Let $V=\mathbb{F}^n$, for a finite field $\mathbb{F}$. Prove the equivalence of the following statements:
- There is a linear subspace $C$ of $V$ with the property that every vector $v$ of $C\setminus\{0\}$ has at least $t$ nonzero entries, and $\dim(C)=n-k$.
- There are $k$ vectors $\phi_1, \ldots, \phi_k$ of $V^*$ such that, for any nonzero vector $v \in V$ with fewer than $t$ nonzero entries, $v \not \in \ker(\phi_i)$ for some $1 \leq i \leq k$.

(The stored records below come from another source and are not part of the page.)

// Interface inspector rendering module
//
// Renders the detail panel for the currently selected interface: identity,
// status, addresses, placement metadata, and the traffic flows touching it.

use crate::app::AppState;
use crate::model::{InterfaceKind, InterfaceStatus, TrafficRecord};
use crate::theme::{status_color, LABEL_TEXT, TRAFFIC_ALERT, TRAFFIC_NORMAL};
use ratatui::{
    layout::Rect,
    style::{Modifier, Style},
    text::{Line, Span},
    widgets::{Block, BorderType, Borders, Paragraph, Wrap},
    Frame,
};

/// View model for the inspector panel, extracted from AppState so rendering
/// stays a pure function of its inputs.
#[derive(Debug, Clone)]
struct InspectorView {
    title: String,
    lines: Vec<Line<'static>>,
}

pub fn render_inspector(f: &mut Frame, area: Rect, app: &AppState) {
    let view = build_view(app);
    let paragraph = Paragraph::new(view.lines)
        .block(
            Block::default()
                .title(view.title)
                .borders(Borders::ALL)
                .border_type(BorderType::Rounded)
                .border_style(Style::default().fg(TRAFFIC_NORMAL)),
        )
        .wrap(Wrap { trim: true });
    f.render_widget(paragraph, area);
}

fn build_view(app: &AppState) -> InspectorView {
    let Some(iface) = app.selected_interface() else {
        return InspectorView {
            title: " Inspector ".to_string(),
            lines: vec![
                Line::from(""),
                Line::from(Span::styled(
                    "  No interface selected",
                    Style::default().fg(LABEL_TEXT),
                )),
                Line::from(Span::styled(
                    "  Use Up/Down to navigate",
                    Style::default().fg(LABEL_TEXT),
                )),
            ],
        };
    };

    let mut lines = vec![
        field("Id", &iface.id),
        field("Name", iface.display_name()),
        field("Group", &iface.group),
        field("Kind", kind_name(iface.kind)),
        Line::from(vec![
            Span::styled("Status: ", Style::default().fg(LABEL_TEXT)),
            Span::styled(
                status_name(iface.status),
                Style::default()
                    .fg(status_color(iface.status))
                    .add_modifier(Modifier::BOLD),
            ),
        ]),
        field("IPs", &iface.ips.join(", ")),
    ];
    if !iface.public_ips.is_empty() {
        lines.push(field("Public", &iface.public_ips.join(", ")));
    }
    if let Some(subnet) = &iface.subnet {
        lines.push(field("Subnet", subnet));
    }
    if let Some(az) = &iface.az {
        lines.push(field("AZ", az));
    }
    for (k, v) in &iface.tags {
        lines.push(field(&format!("tag:{}", k), v));
    }

    // Flows where this interface is source or destination.
    let flows: Vec<&TrafficRecord> = app
        .snapshot
        .traffic
        .iter()
        .filter(|r| r.id == iface.id || iface.owns_ip(&r.dstaddr))
        .collect();
    if !flows.is_empty() {
        lines.push(Line::from(""));
        lines.push(Line::from(Span::styled(
            "Traffic",
            Style::default()
                .fg(TRAFFIC_NORMAL)
                .add_modifier(Modifier::BOLD),
        )));
        for rec in flows.iter().take(8) {
            let color = if rec.failed > 0.0 {
                TRAFFIC_ALERT
            } else {
                LABEL_TEXT
            };
            lines.push(Line::from(Span::styled(
                format!("  {} -> {} ({:.0} B)", rec.srcaddr, rec.dstaddr, rec.bytes),
                Style::default().fg(color),
            )));
        }
        if flows.len() > 8 {
            lines.push(Line::from(Span::styled(
                format!("  ... and {} more", flows.len() - 8),
                Style::default().fg(LABEL_TEXT),
            )));
        }
    }

    InspectorView {
        title: format!(" {} ", iface.display_name()),
        lines,
    }
}

fn field(label: &str, value: &str) -> Line<'static> {
    Line::from(vec![
        Span::styled(format!("{}: ", label), Style::default().fg(LABEL_TEXT)),
        Span::raw(value.to_string()),
    ])
}

fn kind_name(kind: InterfaceKind) -> &'static str {
    match kind {
        InterfaceKind::Standard => "standard",
        InterfaceKind::Endpoint => "endpoint",
        InterfaceKind::Dns => "dns",
        InterfaceKind::Igw => "igw",
        InterfaceKind::Vgw => "vgw",
        InterfaceKind::Peering => "peering",
    }
}

fn status_name(status: InterfaceStatus) -> &'static str {
    match status {
        InterfaceStatus::Good => "good",
        InterfaceStatus::Bad => "bad",
        InterfaceStatus::New => "new",
    }
}

#[cfg(test)]
mod tests {
    use super::*;
    use crate::layout::RingConfig;
    use crate::model::{Group, Interface, Snapshot};

    fn app_with_selection() -> AppState {
        let snapshot = Snapshot {
            groups: vec![Group::new("app", "Application")],
            interfaces: vec![Interface {
                id: "eni-a".into(),
                name: "web".into(),
                group: "app".into(),
                ips: vec!["10.0.0.1".into()],
                public_ips: vec![],
                kind: InterfaceKind::Standard,
                status: Default::default(),
                created_at: None,
                subnet: Some("subnet-1".into()),
                az: None,
                tags: Default::default(),
            }],
            traffic: vec![],
        };
        let mut app = AppState::new(snapshot, None, RingConfig::default());
        app.selected = Some(0);
        app
    }

    #[test]
    fn test_view_without_selection() {
        let app = AppState::new(Snapshot::default(), None, RingConfig::default());
        let view = build_view(&app);
        assert_eq!(view.title, " Inspector ");
    }

    #[test]
    fn test_view_shows_selected_interface() {
        let view = build_view(&app_with_selection());
        assert_eq!(view.title, " web ");
        let text: String = view
            .lines
            .iter()
            .flat_map(|l| l.spans.iter().map(|s| s.content.clone()))
            .collect();
        assert!(text.contains("eni-a"));
        assert!(text.contains("subnet-1"));
    }
}
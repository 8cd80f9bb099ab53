// Status Bar rendering module
//
// Renders the bottom status bar with keyboard shortcuts, the active
// grouping mode, and any reload or scene error.

use crate::app::AppState;
use crate::theme::{LABEL_TEXT, STATUS_BAD, STATUS_GOOD, TRAFFIC_NORMAL};
use ratatui::{
    layout::{Alignment, Rect},
    style::{Modifier, Style},
    text::{Line, Span},
    widgets::{Block, BorderType, Borders, Paragraph},
    Frame,
};

pub fn render_status_bar(f: &mut Frame, area: Rect, app: &AppState) {
    let mut spans = vec![
        Span::styled("Q:", Style::default().fg(STATUS_BAD).add_modifier(Modifier::BOLD)),
        Span::styled("Quit | ", Style::default().fg(LABEL_TEXT)),
        Span::styled("↑↓:", Style::default().fg(TRAFFIC_NORMAL).add_modifier(Modifier::BOLD)),
        Span::styled("Navigate | ", Style::default().fg(LABEL_TEXT)),
        Span::styled("G:", Style::default().fg(TRAFFIC_NORMAL).add_modifier(Modifier::BOLD)),
        Span::styled(
            format!("Grouping ({}) | ", app.grouping.label()),
            Style::default().fg(LABEL_TEXT),
        ),
        Span::styled("R:", Style::default().fg(TRAFFIC_NORMAL).add_modifier(Modifier::BOLD)),
        Span::styled("Reload | ", Style::default().fg(LABEL_TEXT)),
        Span::styled("+/-:", Style::default().fg(TRAFFIC_NORMAL).add_modifier(Modifier::BOLD)),
    ];

    let refresh_style = if app.refresh_config.recently_changed() {
        Style::default().fg(STATUS_GOOD).add_modifier(Modifier::BOLD)
    } else {
        Style::default().fg(LABEL_TEXT)
    };
    spans.push(Span::styled(
        format!("Refresh {}ms", app.refresh_config.refresh_ms),
        refresh_style,
    ));

    if let Some(err) = &app.scene_error {
        spans.push(Span::styled(
            format!("  ⚠ {}", err),
            Style::default().fg(STATUS_BAD).add_modifier(Modifier::BOLD),
        ));
    }

    let paragraph = Paragraph::new(Line::from(spans))
        .alignment(Alignment::Left)
        .block(
            Block::default()
                .borders(Borders::ALL)
                .border_type(BorderType::Rounded)
                .border_style(Style::default().fg(TRAFFIC_NORMAL)),
        );
    f.render_widget(paragraph, area);
}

My (first attempt) solution:
$i \implies ii$: Suppose that there is a linear subspace $C$ of $V$ with the property that every vector $v$ of $C\setminus\{0\}$ has at least $t$ nonzero entries, and $\dim(C)=n-k$. Let $\{\phi_1,\dots,\phi_k\}$ be a basis for $Ann(C)$. (The annihilator has dimension k, since this is the dimension of $C^\perp$). Suppose that $v\not\in C$ is a vector with fewer than t non-zero entries. Since $v\not\in C$ we must have $v\not\in \ker(\phi_i)$ for some $i$. Thus, there are $k$ vectors $\phi_1, \ldots, \phi_k$ of $V^*$ such that, for any nonzero vector $v \in V$ with fewer than $t$ nonzero entries, $v \not \in \ker(\phi_i)$ for some $1 \leq i \leq k$.

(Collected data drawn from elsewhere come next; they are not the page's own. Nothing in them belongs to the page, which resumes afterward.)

// Traffic visual encoding
//
// Maps flow-record magnitudes onto stroke attributes. Width and opacity are
// relative to the largest observed traffic volume, alert coloring is binary
// on any failed connection attempt.

use crate::model::TrafficRecord;

// ── Width bands, as a percentage of the top traffic volume ─────────────────
const NARROW_BELOW_PCT: f64 = 0.1;
const WIDTH_1_BELOW_PCT: f64 = 10.0;
const WIDTH_2_BELOW_PCT: f64 = 33.0;
const WIDTH_3_BELOW_PCT: f64 = 66.0;

const OPACITY_NARROW: f64 = 0.25;
const OPACITY_BASE: f64 = 0.5;
/// Failed-attempt count at which a curve reaches full opacity.
const OPACITY_FAILED_CAP: f64 = 50.0;

/// Stroke attributes for one traffic curve.
#[derive(Debug, Clone, Copy, PartialEq)]
pub struct CurveStyle {
    /// Stroke width in the 1..=4 scale.
    pub width: u8,
    /// Whiskers below the narrow threshold render dashed.
    pub dashed: bool,
    /// At least one failed connection attempt on this flow.
    pub alert: bool,
    pub opacity: f64,
}

/// Largest traffic volume across all records, floored at 1 so percentage
/// math is defined even for an all-zero snapshot.
pub fn top_traffic(records: &[TrafficRecord]) -> f64 {
    records.iter().map(|r| r.bytes).fold(1.0, f64::max)
}

/// Encode one record's magnitude relative to `top` (see [`top_traffic`]).
///
/// Bands are half-open on the upper side: a flow at exactly 10% of top
/// falls in the 2-wide band, not the 1-wide one.
pub fn encode(record: &TrafficRecord, top: f64) -> CurveStyle {
    let pct = record.bytes / top * 100.0;
    let (width, dashed) = if pct < NARROW_BELOW_PCT {
        (1, true)
    } else if pct < WIDTH_1_BELOW_PCT {
        (1, false)
    } else if pct < WIDTH_2_BELOW_PCT {
        (2, false)
    } else if pct < WIDTH_3_BELOW_PCT {
        (3, false)
    } else {
        (4, false)
    };

    let alert = record.failed > 0.0;
    // Opacity ramps with the failure count, saturating at the cap; the
    // narrow bucket overrides everything so whiskers stay faint.
    let opacity = if dashed {
        OPACITY_NARROW
    } else if record.failed >= OPACITY_FAILED_CAP {
        1.0
    } else if alert {
        OPACITY_BASE + (record.failed / OPACITY_FAILED_CAP) * OPACITY_BASE
    } else {
        OPACITY_BASE
    };

    CurveStyle {
        width,
        dashed,
        alert,
        opacity,
    }
}
// vpcmap - Radial VPC traffic map
// Renders cloud network interfaces and their flows as a chord-style
// diagram in the terminal.

mod app;
mod demo;
mod encode;
mod layout;
mod model;
mod normalize;
mod render;
mod scene;
mod theme;

use std::io;
use std::path::PathBuf;

use anyhow::Result;
use app::{event::handle_key_event, AppState, GroupingMode};
use clap::Parser;
use crossterm::{
    event::{self, Event},
    execute,
    terminal::{disable_raw_mode, enable_raw_mode, EnterAlternateScreen, LeaveAlternateScreen},
};
use layout::RingConfig;
use ratatui::{backend::CrosstermBackend, Terminal};

#[derive(Parser, Debug)]
#[command(name = "vpcmap", version, about = "Radial VPC traffic map")]
struct Cli {
    /// Snapshot JSON file (groups, interfaces, traffic). Omit to use the
    /// built-in demo data.
    snapshot: Option<PathBuf>,

    /// Initial grouping mode: group, subnet, az, or tag:<key>
    #[arg(short, long, default_value = "group")]
    grouping: GroupingMode,

    /// Base ring radius in layout units
    #[arg(short, long, default_value_t = 300.0)]
    radius: f64,
}

fn main() -> Result<()> {
    let cli = Cli::parse();

    let (snapshot, source) = match &cli.snapshot {
        Some(path) => (model::load_snapshot(path)?, Some(path.clone())),
        None => (demo::demo_snapshot(), None),
    };

    let ring = RingConfig {
        base_radius: cli.radius,
        ..RingConfig::default()
    };
    let mut app = AppState::new(snapshot, source, ring);
    if cli.grouping != GroupingMode::Declared {
        app.grouping = cli.grouping;
        app.rebuild_scene();
    }

    // Setup terminal
    enable_raw_mode()?;
    let mut stdout = io::stdout();
    execute!(stdout, EnterAlternateScreen)?;
    let backend = CrosstermBackend::new(stdout);
    let mut terminal = Terminal::new(backend)?;

    // Run app
    let res = run_app(&mut terminal, &mut app);

    // Restore terminal
    disable_raw_mode()?;
    execute!(terminal.backend_mut(), LeaveAlternateScreen)?;
    terminal.show_cursor()?;

    if let Err(err) = res {
        println!("Error: {:?}", err);
    }
    Ok(())
}

fn run_app<B: ratatui::backend::Backend>(
    terminal: &mut Terminal<B>,
    app: &mut AppState,
) -> Result<()> {
    loop {
        app.maybe_reload();
        terminal.draw(|f| render::draw(f, app))?;

        if !app.running {
            return Ok(());
        }

        if event::poll(app.refresh_config.ui_interval())? {
            if let Event::Key(key) = event::read()? {
                handle_key_event(app, key.code);
            }
        }
    }
}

$ii \implies i$: Suppose that there are $k$ vectors $\phi_1, \ldots, \phi_k$ of $V^*$ such that, for any nonzero vector $v \in V$ with fewer than $t$ nonzero entries, $v \not \in \ker(\phi_i)$ for some $1 \leq i \leq k$. Let $C=\{v\ |\ v\in\ker(\phi_i)\ \forall\ i\}$. Then for all $v\in C$, $v$ has at least $t$ nonzero entries. Further, $\{\phi_1,\dots,\phi_k\}=Ann^*(C)$, so $dim(C)=dim(V)-dim(Ann^*(C))=n-k$.